> _TASK REQUIREMENTS_
Write out the entries below exactly. End with the line that contains "pub mod headless;".

*** Opening of DATA PROVIDED ***

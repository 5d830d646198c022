//! Collaborators the notification service renders through.
//!
//! [`RenderSurface`] owns the visual nodes; [`InteractionLayer`] routes
//! pointer input to them. Both are implemented by [`headless::HeadlessSurface`],
//! an in-memory tree used by tests and the demo binary.

use std::time::Duration;

use serde::Serialize;

pub mod headless;

#[derive(Clone, Copy, Debug, Eq, Hash, Ord, PartialEq, PartialOrd, Serialize)]
#[serde(transparent)]
pub struct NodeId(pub u64);

/// Where a child lands among its new siblings.
#[derive(Clone, Copy, Debug, Eq, PartialEq)]
pub enum Insert {
    Front,
    Back,
}

/// Description of a node to create.
#[derive(Clone, Debug, Default, PartialEq, Eq)]
pub struct NodeSpec {
    pub id: Option<String>,
    pub classes: Vec<String>,
    pub text: Option<String>,
    /// Markup inserted verbatim (close control template).
    pub markup: Option<String>,
    pub attributes: Vec<(String, String)>,
}

impl NodeSpec {
    #[must_use]
    pub fn with_class(class: impl Into<String>) -> Self {
        Self {
            classes: vec![class.into()],
            ..Self::default()
        }
    }

    #[must_use]
    pub fn class(mut self, class: impl Into<String>) -> Self {
        self.classes.push(class.into());
        self
    }

    #[must_use]
    pub fn text(mut self, text: impl Into<String>) -> Self {
        self.text = Some(text.into());
        self
    }

    #[must_use]
    pub fn attribute(mut self, name: impl Into<String>, value: impl Into<String>) -> Self {
        self.attributes.push((name.into(), value.into()));
        self
    }
}

/// Names one started transition. Completion signals carry it back.
#[derive(Clone, Copy, Debug, Eq, Hash, Ord, PartialEq, PartialOrd, Serialize)]
#[serde(transparent)]
pub struct TransitionId(pub u64);

/// Whether a transition still owes a completion signal.
#[derive(Clone, Copy, Debug, Eq, PartialEq)]
pub enum TransitionStatus {
    Running(TransitionId),
    Finished,
}

pub trait RenderSurface {
    /// Node carrying the given identifier, if it is attached.
    fn find_by_id(&self, id: &str) -> Option<NodeId>;

    /// Node matched by a target selector such as `body` or `#main`.
    fn find_target(&self, selector: &str) -> Option<NodeId>;

    fn create(&mut self, spec: NodeSpec) -> NodeId;

    fn insert(&mut self, parent: NodeId, child: NodeId, at: Insert);

    /// Detach `node` (and its subtree) from its parent.
    fn detach(&mut self, node: NodeId);

    /// Drop `node` and its subtree for good. Ids of destroyed nodes are
    /// never handed out again.
    fn destroy(&mut self, node: NodeId);

    fn parent(&self, node: NodeId) -> Option<NodeId>;

    fn children(&self, node: NodeId) -> Vec<NodeId>;

    /// True when `node` or one of its descendants holds input focus.
    fn contains_focus(&self, node: NodeId) -> bool;

    /// Tag `node` with a named transition. A surface that has nothing to
    /// animate may report the transition as already finished; otherwise it
    /// later reports completion with the returned id.
    fn start_transition(
        &mut self,
        node: NodeId,
        name: &str,
        duration: Duration,
        easing: &str,
    ) -> TransitionStatus;

    /// Width of a progress indicator, in percent.
    fn set_progress(&mut self, node: NodeId, percent: f64);
}

#[derive(Clone, Copy, Debug, Eq, Hash, PartialEq, Serialize)]
#[serde(rename_all = "kebab-case")]
pub enum Interaction {
    HoverEnter,
    HoverLeave,
    Click,
}

/// Whether a click keeps bubbling to the ancestors of its node.
#[derive(Clone, Copy, Debug, Eq, PartialEq)]
pub enum Propagation {
    Continue,
    Stop,
}

pub trait InteractionLayer {
    fn listen(&mut self, node: NodeId, interactions: &[Interaction]);

    fn unlisten(&mut self, node: NodeId);
}

/// Everything the notification service needs from its environment.
pub trait Backend: RenderSurface + InteractionLayer {}

impl<T: RenderSurface + InteractionLayer> Backend for T {}
//! Runs named transitions on surface nodes and hands back their continuation
//! exactly once.
//!
//! A zero (or non-finite) duration completes inside [`Animator::animate`]
//! without touching the node. Otherwise the node is tagged with the
//! transition and the continuation is parked under the surface's
//! [`TransitionId`] until completion is reported through
//! [`Animator::complete`]. Transitions on the same node run side by side;
//! each signal resolves only its own transition.

use std::collections::HashMap;
use std::time::Duration;

use crate::surface::{NodeId, RenderSurface, TransitionId, TransitionStatus};

#[derive(Clone, Copy, Debug, PartialEq)]
pub struct TransitionSpec<'a> {
    pub name: &'a str,
    pub duration_ms: f64,
    pub easing: &'a str,
}

impl<'a> TransitionSpec<'a> {
    #[must_use]
    pub fn new(name: &'a str, duration: Duration, easing: &'a str) -> Self {
        Self {
            name,
            duration_ms: duration.as_secs_f64() * 1000.0,
            easing,
        }
    }

    /// Duration to hand to the surface, `None` for the instant path.
    #[must_use]
    #[allow(clippy::cast_possible_truncation, clippy::cast_sign_loss)]
    pub fn surface_duration(&self) -> Option<Duration> {
        (self.duration_ms.is_finite() && self.duration_ms > 0.0)
            .then(|| Duration::from_nanos((self.duration_ms * 1_000_000.0).round() as u64))
    }
}

#[derive(Debug, PartialEq, Eq)]
pub enum Animation<K> {
    /// Completed before `animate` returned; run the continuation now.
    Finished(K),
    /// Waiting for the surface's completion signal.
    Running(TransitionId),
}

#[derive(Debug)]
pub struct Animator<K> {
    pending: HashMap<TransitionId, (NodeId, K)>,
}

impl<K> Default for Animator<K> {
    fn default() -> Self {
        Self {
            pending: HashMap::new(),
        }
    }
}

impl<K> Animator<K> {
    #[must_use]
    pub fn new() -> Self {
        Self::default()
    }

    pub fn animate<S>(
        &mut self,
        surface: &mut S,
        node: NodeId,
        spec: TransitionSpec<'_>,
        on_complete: K,
    ) -> Animation<K>
    where
        S: RenderSurface + ?Sized,
    {
        let Some(duration) = spec.surface_duration() else {
            return Animation::Finished(on_complete);
        };
        match surface.start_transition(node, spec.name, duration, spec.easing) {
            TransitionStatus::Finished => Animation::Finished(on_complete),
            TransitionStatus::Running(id) => {
                self.pending.insert(id, (node, on_complete));
                Animation::Running(id)
            }
        }
    }

    /// Resolve the transition `id`. Unknown, repeated or forgotten ids
    /// return `None`.
    pub fn complete(&mut self, id: TransitionId) -> Option<K> {
        self.pending.remove(&id).map(|(_, continuation)| continuation)
    }

    /// Drop every continuation parked for `node`.
    pub fn forget(&mut self, node: NodeId) {
        self.pending.retain(|_, (parked, _)| *parked != node);
    }

    #[must_use]
    pub fn is_running(&self, node: NodeId) -> bool {
        self.pending.values().any(|(parked, _)| *parked == node)
    }
}
impl<B: Backend, C: Clock> NotificationService<B, C> {
    pub fn with_clock(backend: B, clock: C) -> Self {
        Self {
            backend,
            clock,
            options: SettingsOverrides::default(),
            toasts: BTreeMap::new(),
            routes: HashMap::new(),
            timers: TimerQueue::new(),
            animator: Animator::new(),
            duplicates: DuplicateFilter::new(),
            events: EventPublisher::new(),
            last_id: 0,
        }
    }

    /// Replace the service-wide settings layer.
    pub fn configure(&mut self, overrides: SettingsOverrides) {
        self.options = overrides;
    }

    #[must_use]
    pub const fn options(&self) -> &SettingsOverrides {
        &self.options
    }

    /// Install the event subscriber, replacing any previous one.
    pub fn subscribe(&mut self, subscriber: impl FnMut(&ToastEvent) + 'static) {
        self.events.subscribe(subscriber);
    }

    pub fn info(&mut self, message: &str, title: Option<&str>) -> ToastHandle {
        self.notify(ToastKind::Info, Some(message), title, None)
    }

    pub fn success(&mut self, message: &str, title: Option<&str>) -> ToastHandle {
        self.notify(ToastKind::Success, Some(message), title, None)
    }

    pub fn warning(&mut self, message: &str, title: Option<&str>) -> ToastHandle {
        self.notify(ToastKind::Warning, Some(message), title, None)
    }

    pub fn error(&mut self, message: &str, title: Option<&str>) -> ToastHandle {
        self.notify(ToastKind::Error, Some(message), title, None)
    }

    /// Create, insert and start showing a toast.
    ///
    /// The identifier is allocated before the duplicate check, so suppressed
    /// requests still consume one.
    pub fn notify(
        &mut self,
        kind: ToastKind,
        message: Option<&str>,
        title: Option<&str>,
        overrides: Option<SettingsOverrides>,
    ) -> ToastHandle {
        self.last_id += 1;
        let id = ToastId(self.last_id);
        let settings = Settings::resolve(kind, Some(&self.options), overrides.as_ref());
        let mut request = ToastRequest::new(kind, message, title);
        request.icon_class = Some(settings.icon_class.clone());

        if self
            .duplicates
            .should_suppress(message, settings.prevent_duplicates)
        {
            debug!(toast_id = %id, "duplicate toast suppressed");
            return ToastHandle { id, node: None };
        }

        let Some(container) = container::get(&mut self.backend, &settings, true) else {
            return ToastHandle { id, node: None };
        };

        let now = self.clock.now();
        let nodes = build_nodes(&mut self.backend, &settings, &request);
        let mut toast = Toast::new(id, now, settings, request, container, nodes);

        for (node, interactions) in toast.listeners() {
            self.backend.listen(node, &interactions);
        }
        self.routes.insert(nodes.root, (id, Part::Body));
        if let Some(close) = nodes.close_button {
            self.routes.insert(close, (id, Part::CloseButton));
        }

        let at = if toast.settings.newest_on_top {
            Insert::Front
        } else {
            Insert::Back
        };
        self.backend.insert(container, nodes.root, at);
        toast.mark_visible();
        self.events.publish(&toast.event(Visibility::Visible));

        let settings = &toast.settings;
        if !settings.timeout.is_zero() {
            toast.timer = Some(self.timers.arm(now, settings.timeout, id));
            if settings.progress_bar {
                toast.countdown = Some(Countdown::starting(now, settings.timeout));
            }
        }
        if let Some(progress) = nodes.progress {
            self.backend.set_progress(progress, 100.0);
        }

        let show = TransitionSpec::new(
            &settings.show_method,
            settings.show_duration,
            &settings.show_easing,
        );
        let outcome =
            self.animator
                .animate(&mut self.backend, nodes.root, show, Continuation::Shown(id));
        self.toasts.insert(id, toast);
        if let Animation::Finished(continuation) = outcome {
            self.resume(continuation);
        }

        ToastHandle {
            id,
            node: Some(nodes.root),
        }
    }

    /// Hide one toast, or every toast of the configured container when no
    /// toast is given or the given one refuses because it holds focus.
    pub fn clear(&mut self, toast: Option<&ToastHandle>, options: ClearOptions) {
        if let Some(handle) = toast.filter(|handle| handle.is_displayed()) {
            if self.hide(handle.id, options.force) {
                return;
            }
        }
        for id in self.container_toasts() {
            self.hide(id, options.force);
        }
    }

    /// Remove without animation. A given toast is removed unless it holds
    /// focus; with no toast the whole configured container goes away.
    pub fn remove(&mut self, toast: Option<&ToastHandle>) {
        if let Some(handle) = toast.filter(|handle| handle.is_displayed()) {
            let focused = self
                .toasts
                .get(&handle.id)
                .is_some_and(|t| self.backend.contains_focus(t.nodes.root));
            if !focused {
                self.finish(handle.id);
            }
            return;
        }

        let settings = Settings::merged(Some(&self.options), None);
        let Some(container) = container::get(&mut self.backend, &settings, false) else {
            return;
        };
        for id in self.container_toasts() {
            self.finish(id);
        }
        if self.backend.parent(container).is_some() {
            self.backend.destroy(container);
            self.duplicates.forget();
        }
    }

    /// Container for the service-wide settings, optionally overlaid.
    pub fn get_container(
        &mut self,
        overrides: Option<&SettingsOverrides>,
        create_if_missing: bool,
    ) -> Option<NodeId> {
        let settings = Settings::merged(Some(&self.options), overrides);
        container::get(&mut self.backend, &settings, create_if_missing)
    }

    /// Fire every dismissal timer due at the clock's current time and refresh
    /// progress indicators.
    pub fn tick(&mut self) {
        let now = self.clock.now();
        while let Some((timer, id)) = self.timers.pop_due(now) {
            if let Some(toast) = self.toasts.get_mut(&id) {
                if toast.timer == Some(timer) {
                    toast.timer = None;
                }
            }
            debug!(toast_id = %id, "dismissal timer fired");
            self.hide(id, false);
        }
        self.refresh_progress(now);
    }

    /// Completion signal for one transition. Signals for transitions that
    /// already resolved, or whose toast is gone, are ignored.
    pub fn animation_complete(&mut self, transition: TransitionId) {
        if let Some(continuation) = self.animator.complete(transition) {
            self.resume(continuation);
        }
    }

    /// Deliver pointer input. Clicks bubble from `node` through its
    /// ancestors until a handler stops them.
    pub fn interact(&mut self, node: NodeId, interaction: Interaction) -> Propagation {
        match interaction {
            Interaction::HoverEnter => {
                if let Some(&(id, Part::Body)) = self.routes.get(&node) {
                    self.hover_enter(id);
                }
                Propagation::Continue
            }
            Interaction::HoverLeave => {
                if let Some(&(id, Part::Body)) = self.routes.get(&node) {
                    self.hover_leave(id);
                }
                Propagation::Continue
            }
            Interaction::Click => {
                let mut current = Some(node);
                while let Some(target) = current {
                    current = self.backend.parent(target);
                    if let Some(&(id, part)) = self.routes.get(&target) {
                        if self.click(id, part) == Propagation::Stop {
                            return Propagation::Stop;
                        }
                    }
                }
                Propagation::Continue
            }
        }
    }

    /// Start hiding a toast. Returns `false` only when the toast holds focus
    /// and the hide is not forced.
    pub fn hide(&mut self, id: ToastId, forced: bool) -> bool {
        let Some(toast) = self.toasts.get_mut(&id) else {
            return true;
        };
        let root = toast.nodes.root;
        if !forced && self.backend.contains_focus(root) {
            debug!(toast_id = %id, "hide refused: toast holds focus");
            return false;
        }
        if !toast.begin_hiding() {
            return true;
        }
        if let Some(countdown) = toast.countdown.as_mut() {
            countdown.hide_eta = None;
        }

        let (method, duration, easing) = toast.settings.hide_transition(forced);
        let spec = TransitionSpec::new(method, duration, easing);
        let outcome =
            self.animator
                .animate(&mut self.backend, root, spec, Continuation::Hidden(id));
        if let Animation::Finished(continuation) = outcome {
            self.resume(continuation);
        }
        true
    }

    #[must_use]
    pub fn toast(&self, id: ToastId) -> Option<&Toast> {
        self.toasts.get(&id)
    }

    /// Toasts not yet removed, by identifier.
    pub fn active_toasts(&self) -> impl Iterator<Item = &Toast> {
        self.toasts.values()
    }

    #[must_use]
    pub fn previous_message(&self) -> Option<&str> {
        self.duplicates.previous()
    }

    /// When the next dismissal timer is due, for event-loop integration.
    #[must_use]
    pub fn next_deadline(&self) -> Option<DateTime<Utc>> {
        self.timers.next_deadline()
    }

    #[must_use]
    pub const fn backend(&self) -> &B {
        &self.backend
    }

    pub const fn backend_mut(&mut self) -> &mut B {
        &mut self.backend
    }

    #[must_use]
    pub const fn clock(&self) -> &C {
        &self.clock
    }

    fn resume(&mut self, continuation: Continuation) {
        match continuation {
            Continuation::Shown(id) => {
                let hook = self
                    .toasts
                    .get(&id)
                    .and_then(|toast| toast.settings.hooks.on_shown.clone());
                if let Some(hook) = hook {
                    hook(id);
                }
            }
            Continuation::Hidden(id) => self.finish(id),
        }
    }

    /// Detach and destroy a toast, drop its timer and pending transitions,
    /// and publish `hidden`. Tears the container down when this empties it.
    fn finish(&mut self, id: ToastId) {
        let Some(mut toast) = self.toasts.remove(&id) else {
            return;
        };
        let nodes = toast.nodes;
        for node in [Some(nodes.root), nodes.close_button].into_iter().flatten() {
            self.backend.unlisten(node);
            self.routes.remove(&node);
        }
        self.animator.forget(nodes.root);
        if container::remove_child(&mut self.backend, toast.container, nodes.root) {
            debug!(toast_id = %id, "last toast removed, container destroyed");
            self.duplicates.forget();
        }
        self.backend.destroy(nodes.root);
        if let Some(timer) = toast.timer.take() {
            self.timers.cancel(timer);
        }

        if toast.mark_removed(self.clock.now()) {
            if let Some(hook) = toast.settings.hooks.on_hidden.clone() {
                hook(id);
            }
            self.events.publish(&toast.event(Visibility::Hidden));
        }
    }

    fn hover_enter(&mut self, id: ToastId) {
        let Some(toast) = self.toasts.get_mut(&id) else {
            return;
        };
        if !toast.settings.close_on_hover || toast.state != ToastState::Visible {
            return;
        }
        if let Some(timer) = toast.timer.take() {
            self.timers.cancel(timer);
        }
        if let Some(countdown) = toast.countdown.as_mut() {
            countdown.hide_eta = None;
        }
    }

    fn hover_leave(&mut self, id: ToastId) {
        let Some(toast) = self.toasts.get_mut(&id) else {
            return;
        };
        if toast.state != ToastState::Visible {
            return;
        }
        if toast.settings.close_on_hover {
            self.hide(id, false);
            return;
        }
        let settings = &toast.settings;
        if settings.timeout.is_zero() && settings.extended_timeout.is_zero() {
            return;
        }

        let now = self.clock.now();
        let extended = settings.extended_timeout;
        if let Some(timer) = toast.timer.take() {
            self.timers.cancel(timer);
        }
        toast.timer = Some(self.timers.arm(now, extended, id));
        if let Some(progress) = toast.nodes.progress {
            toast.countdown = Some(Countdown::starting(now, extended));
            self.backend.set_progress(progress, 100.0);
        }
    }

    fn click(&mut self, id: ToastId, part: Part) -> Propagation {
        let Some(toast) = self.toasts.get(&id) else {
            return Propagation::Continue;
        };
        let hooks = toast.settings.hooks.clone();
        match part {
            Part::CloseButton => {
                if !toast.settings.close_button {
                    return Propagation::Continue;
                }
                if let Some(hook) = hooks.on_close_click {
                    hook(id);
                }
                self.hide(id, true);
                Propagation::Stop
            }
            Part::Body => {
                if let Some(hook) = hooks.on_click {
                    hook(id);
                    self.hide(id, false);
                } else if toast.settings.tap_to_dismiss {
                    self.hide(id, false);
                }
                Propagation::Continue
            }
        }
    }

    /// Toasts of this service sitting in the configured container, in
    /// on-screen order.
    fn container_toasts(&mut self) -> Vec<ToastId> {
        let settings = Settings::merged(Some(&self.options), None);
        let Some(container) = container::get(&mut self.backend, &settings, false) else {
            return Vec::new();
        };
        self.backend
            .children(container)
            .into_iter()
            .filter_map(|node| match self.routes.get(&node) {
                Some(&(id, Part::Body)) => Some(id),
                _ => None,
            })
            .collect()
    }

    fn refresh_progress(&mut self, now: DateTime<Utc>) {
        for toast in self.toasts.values() {
            let (Some(progress), Some(countdown)) = (toast.nodes.progress, toast.countdown) else {
                continue;
            };
            if let Some(percent) = countdown.percent(now) {
                self.backend.set_progress(progress, percent);
            }
        }
    }
}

*** Close of DATA PROVIDED ***

> _RESPONSE AREA_
repository 5d830d646198c022
//! Collaborators the notification service renders through.
//!
//! [`RenderSurface`] owns the visual nodes; [`InteractionLayer`] routes
//! pointer input to them. Both are implemented by [`headless::HeadlessSurface`],
//! an in-memory tree used by tests and the demo binary.

use std::time::Duration;

use serde::Serialize;

pub mod headless;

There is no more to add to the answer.